In the apartment, a faded elegance defines nearly all eight rooms, from a small pale pink parlour where McAlpine and Santospirito each have antique desks to the living room with walls covered in chocolate brown jacquard silk (discoloured in places from moisture) and a ceiling with a round canvas insert painted in the mid-1700s by Jacopo Guarana, a prodigy of Giovanni Battista Tiepolo. In many rooms, there is a flowering of rocaille — a decorative treatment begun in Louis XV-era France with undulations modelled on nature; in the grand salon the couple use as a formal dining room hang enormous portraits of the Gradenigo ancestors, including three doges; smaller circular oil portraits of other forebears are embedded in whorls of rocailled plaster. A 19 square-metre room with pale blue walls that the family uses for breakfast is as ornate as a wedding cake, with white scrolled medallions that hold oval paintings of allegorical females. (Bergamo Rossi assumes that, while the plaster ornamentation is original, at one point the canvases were sold and replaced with amateur paintings made directly on the wall.) In the entrance, built-in glass-and-polished-wood corner cabinets hold porcelain vessels, including a tureen whose carved lid recalls the dome of a mosque. McAlpine has no idea what era it’s from or what purpose it once served, conceding that the history of the house interests her less than the feelings it evokes: “I’m just seeing all the yellow-and-pink ice cream colours of the mouldings,” she says. “I don’t really notice the ancestors.”

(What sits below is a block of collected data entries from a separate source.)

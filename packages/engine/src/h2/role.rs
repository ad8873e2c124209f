//! The "h2" role

use super::{drain, upgrade, write};
use crate::conn::{ConnId, LrsState, RoleTag, RxFlowReason};
use crate::error::Result;
use crate::protocol::Reason;
use crate::role::{Readable, Role, Upgrade, Writable, WriteProtocol};
use crate::service::Worker;
use crate::transport::Interest;

#[derive(Debug, Default, Clone, Copy)]
pub struct H2Role;

pub static H2: H2Role = H2Role;

impl Role for H2Role {
    fn name(&self) -> &'static str {
        "h2"
    }

    fn on_readable(&self, w: &mut Worker, id: ConnId, revents: Interest) -> Option<Readable> {
        Some(drain::handle_readable(w, id, revents))
    }

    fn on_writable(&self, w: &mut Worker, id: ConnId) -> Option<Writable> {
        let conn = w.conn(id)?;
        if conn.state() == LrsState::IssueHttpBody {
            return Some(Writable::UserService);
        }

        // protocol packets before any payload
        let carries_pps = (conn.h2().upgraded_to_http2 || conn.h2().client_h2_alpn)
            && conn.h2n.as_ref().is_some_and(|h2n| h2n.pps_pending() > 0);
        if !carries_pps {
            return Some(Writable::UserService);
        }

        tracing::debug!(conn = %id, "servicing pps");
        if write::pps_send(w, id).is_err() {
            if let Some(conn) = w.conn_mut(id) {
                conn.socket_is_permanently_unusable = true;
            }
            return Some(Writable::BailDie);
        }
        let more = w
            .conn(id)
            .and_then(|c| c.h2n.as_ref())
            .is_some_and(|h2n| h2n.pps_pending() > 0);
        if more {
            return Some(Writable::BailOk);
        }

        // resume receiving now the queue is empty; POLLOUT stays armed
        if let Some(conn) = w.conn_mut(id) {
            conn.flow.set(RxFlowReason::H2PpsPending, true);
        }
        w.sync_rx_flow(id);
        Some(Writable::BailOk)
    }

    fn poll_pending_override(&self, w: &mut Worker) -> Option<Vec<ConnId>> {
        let owners: Vec<ConnId> = w.header_table_owners_with_rx();
        let forced = owners
            .into_iter()
            .filter(|&owner| {
                w.conn(owner).is_some_and(|c| !c.hdr_parsing_completed())
                    && w.pollfd_events(owner).contains(Interest::POLLIN)
            })
            .collect();
        Some(forced)
    }

    fn writeable(&self, w: &Worker, id: ConnId) -> Option<(ConnId, Reason<'static>)> {
        if w.conn(id)?.role().is_client() {
            return Some((w.client_wsi_effective(id), Reason::ClientHttpWriteable));
        }
        Some((id, Reason::HttpWriteable))
    }

    /// A socket whose transport already negotiated h2 becomes a server
    /// network connection. The codec answers the client preface.
    fn adopt(&self, w: &mut Worker, id: ConnId) -> Option<Result<()>> {
        if let Some(conn) = w.conn_mut(id) {
            conn.role_transition(RoleTag::H2Server, LrsState::Established, &H2);
            conn.configure_h2_network(true);
        }
        Some(w.change_pollfd(id, Interest::NONE, Interest::POLLIN))
    }

    fn frame_outbound_write(&self, w: &mut Worker, id: ConnId, buf: &[u8], wp: WriteProtocol) -> Option<Result<usize>> {
        Some(write::write_role_protocol(w, id, buf, wp))
    }

    fn check_upgrade(&self, w: &mut Worker, id: ConnId) -> Option<Upgrade> {
        Some(upgrade::check_upgrade(w, id))
    }
}
//! # wirerole engine
//!
//! Connection-role engine for a single-threaded event loop. Every connection
//! is bound to one role (HTTP/1, HTTP/2, raw socket or CGI pass-through) that
//! decides how readiness events are serviced, and a lifecycle state that
//! decides which operations are legal.
//!
//! ## Features
//!
//! - **Role table** with optional capabilities per role
//! - **HTTP/2 drain** taking input from the rxflow buffer, the network
//!   scratch or the socket, in that order
//! - **Client engine**: resolve, HTTP CONNECT and SOCKS5 proxies,
//!   non-blocking connect, pipelining onto existing connections, redirects
//! - **CGI pass-through** of child stdin, stdout and stderr
//!
//! The engine does no I/O of its own beyond sockets: wire parsing sits
//! behind [`protocol::WireCodec`], user code behind [`protocol::Protocol`]
//! and readiness behind [`transport::Poller`].

#![deny(unsafe_code)]
#![warn(clippy::all, clippy::pedantic)]
#![allow(clippy::module_name_repetitions)]

pub mod client;
pub mod config;
pub mod conn;
pub mod dns;
pub mod error;
pub mod h2;
pub mod headers;
pub mod protocol;
pub mod role;
pub mod service;
pub mod telemetry;
pub mod transport;
pub mod vhost;

pub mod prelude;

pub use error::{Error, Result};
pub use prelude::*;
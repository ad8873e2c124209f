use http::Method;
use wirerole::{connect, TlsFlags, VhostBuilder, Wirerole};

fn init_logging() {
    let _ = env_logger::builder().is_test(true).try_init();
}

#[test]
fn https_url_sets_tls_port_and_path() {
    init_logging();
    let info = connect("https://api.example.com/v1/models?limit=2")
        .expect("parses")
        .method(&Method::POST)
        .origin("https://app.example.com")
        .build()
        .expect("valid");

    assert_eq!(info.address, "api.example.com");
    assert_eq!(info.port, 443);
    assert_eq!(info.tls, TlsFlags::USE_SSL);
    assert_eq!(info.path, "/v1/models?limit=2");
    assert_eq!(info.host, "api.example.com");
    assert_eq!(info.method.as_deref(), Some("POST"));
    assert_eq!(info.origin.as_deref(), Some("https://app.example.com"));
}

#[test]
fn explicit_port_lands_in_the_host_header() {
    init_logging();
    let info = Wirerole::connect("ws://[::1]:9000/chat")
        .expect("parses")
        .protocol("chat, superchat")
        .pipeline(true)
        .build()
        .expect("valid");

    assert_eq!(info.address, "::1");
    assert_eq!(info.port, 9000);
    assert_eq!(info.tls, TlsFlags::NONE);
    assert_eq!(info.host, "[::1]:9000");
    assert!(info.pipeline);
}

#[test]
fn unsupported_urls_are_config_errors() {
    init_logging();
    let err = connect("ftp://example.com/").expect_err("scheme");
    assert!(err.diagnostic().contains("unsupported scheme"));
    assert!(connect("not a url").is_err());
}

#[test]
fn vhost_builder_parses_proxy_specs() {
    init_logging();
    let vhost = Wirerole::vhost("outbound")
        .dual_stack()
        .http_proxy("user:secret@proxy.local:3128")
        .expect("proxy parses")
        .build()
        .expect("valid vhost");

    let config = vhost.config();
    assert_eq!(vhost.name(), "outbound");
    assert!(config.ipv6);
    let proxy = config.http_proxy.as_ref().expect("proxy set");
    assert_eq!(proxy.address, "proxy.local");
    assert_eq!(proxy.port, 3128);
    assert_eq!(proxy.basic_auth_token.as_deref(), Some("dXNlcjpzZWNyZXQ="));

    assert!(VhostBuilder::named("bad").http_proxy("proxy.local").is_err());
}

#[test]
fn vhost_from_json_validates() {
    init_logging();
    let vhost = VhostBuilder::from_json(r#"{"name":"json","ipv6":true,"fallback_to_raw":true}"#)
        .expect("json parses")
        .build()
        .expect("valid");
    assert!(vhost.config().fallback_to_raw);

    let err = VhostBuilder::from_json(r#"{"name":"bad","ipv6_only":true}"#)
        .expect("json parses")
        .build()
        .expect_err("ipv6_only without ipv6");
    assert_eq!(err.diagnostic(), "ipv6_only requires ipv6");
}
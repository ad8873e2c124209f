//! Sub-process stdio pass-through role
//!
//! Each stdio pipe of a child process is its own connection whose parent is
//! the HTTP connection the child serves. Readiness is forwarded to the
//! parent's protocol callback; the periodic tick reaps dead children.

use std::time::Instant;

use super::{Readable, Role, Writable};
use crate::conn::ConnId;
use crate::service::Worker;
use crate::transport::Interest;

/// Which stdio pipe a cgi connection carries
#[derive(Debug, Clone, Copy, PartialEq, Eq, Hash)]
#[repr(u8)]
pub enum CgiChannel {
    Stdin = 0,
    Stdout = 1,
    Stderr = 2,
}

impl CgiChannel {
    pub const ALL: [Self; 3] = [Self::Stdin, Self::Stdout, Self::Stderr];

    /// The readiness this channel waits for
    #[must_use]
    pub fn interest(self) -> Interest {
        match self {
            Self::Stdin => Interest::POLLOUT,
            Self::Stdout | Self::Stderr => Interest::POLLIN,
        }
    }
}

#[derive(Debug, Default, Clone, Copy)]
pub struct CgiRole;

pub static CGI: CgiRole = CgiRole;

impl Role for CgiRole {
    fn name(&self) -> &'static str {
        "cgi"
    }

    fn on_readable(&self, w: &mut Worker, id: ConnId, revents: Interest) -> Option<Readable> {
        let (channel, parent) = match w.conn(id) {
            Some(conn) => (conn.cgi_channel?, conn.parent?),
            None => return Some(Readable::Handled),
        };

        let ready = revents & w.pollfd_events(id);
        if !ready.contains(channel.interest()) {
            return Some(Readable::Handled);
        }

        if channel == CgiChannel::Stdin && w.change_pollfd(id, Interest::POLLOUT, Interest::NONE).is_err() {
            tracing::info!(conn = %id, "cgi stdin pollfd change failed");
            return Some(Readable::Die);
        }

        tracing::debug!(conn = %id, parent = %parent, ?channel, "cgi channel ready");
        if w.cgi_notify(parent, channel, id).is_close() {
            return Some(Readable::HandledClose);
        }
        Some(Readable::Handled)
    }

    /// A channel's writability goes to the parent, never to the channel
    fn on_writable(&self, w: &mut Worker, id: ConnId) -> Option<Writable> {
        let conn = w.conn(id)?;
        let (Some(channel), Some(parent)) = (conn.cgi_channel, conn.parent) else {
            return Some(Writable::BailOk);
        };
        // one shot, as on readiness
        if w.change_pollfd(id, Interest::POLLOUT, Interest::NONE).is_err() {
            return Some(Writable::BailDie);
        }
        tracing::debug!(conn = %id, parent = %parent, ?channel, "cgi channel writable");
        if w.cgi_notify(parent, channel, id).is_close() {
            return Some(Writable::BailDie);
        }
        Some(Writable::BailOk)
    }

    fn on_periodic(&self, w: &mut Worker, _now: Instant) -> Option<usize> {
        Some(w.reap_cgi_children())
    }
}

#[cfg(test)]
mod tests {
    use super::*;

    #[test]
    fn stdin_waits_for_writability() {
        assert_eq!(CgiChannel::Stdin.interest(), Interest::POLLOUT);
        assert_eq!(CgiChannel::Stderr.interest(), Interest::POLLIN);
        assert_eq!(CgiChannel::ALL.len(), 3);
    }
}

The most modern room — by at least two centuries — is the kitchen, redone in the prewar period with baby blue-trimmed bright white tile walls. It’s flooded with light from two overhead windows, setting it apart from kitchens in other Venetian palaces, which tend to be small, dark and hidden away. During the day, the Mediterranean sunlight bounces off the terrazzo floors and the marble top of the 100-year-old table at the centre; in the evening, the room is illuminated by a hanging fixture that McAlpine has draped with white linen. Here is where she tries out recipes and sketches new pieces for Tavola, her collection of tableware co-designed with artisans in the Veneto region.
But the heart of the property is the walled garden. Bergamo Rossi says that several hundred years ago, it had been joined with that of a neighbouring villa to form the largest private green space in the city, “a remarkable extravagance, like owning a four-acre [1.6-hectare] park in Manhattan”. Although Mussolini’s regime claimed much of the land in the 1920s, the couple and Bergamo Rossi each have a plot of about 140 square metres. The duo’s space is largely Santospirito’s domain — he has grown everything in it from seeds — with plumes of fennel and spikes of scarlet kniphofia amid the irises and lilies.
As in the house, there is no formal plan or protocol in the garden. McAlpine doesn’t know what once grew there — it may have been an orderly confection with roses and pergolas, as Bergamo Rossi has created — but chasing either the formal past or the fashionable present holds little interest for her. She prefers to occupy a Venice of her own imagining, a city electrified with her memories, eternally her sanctuary.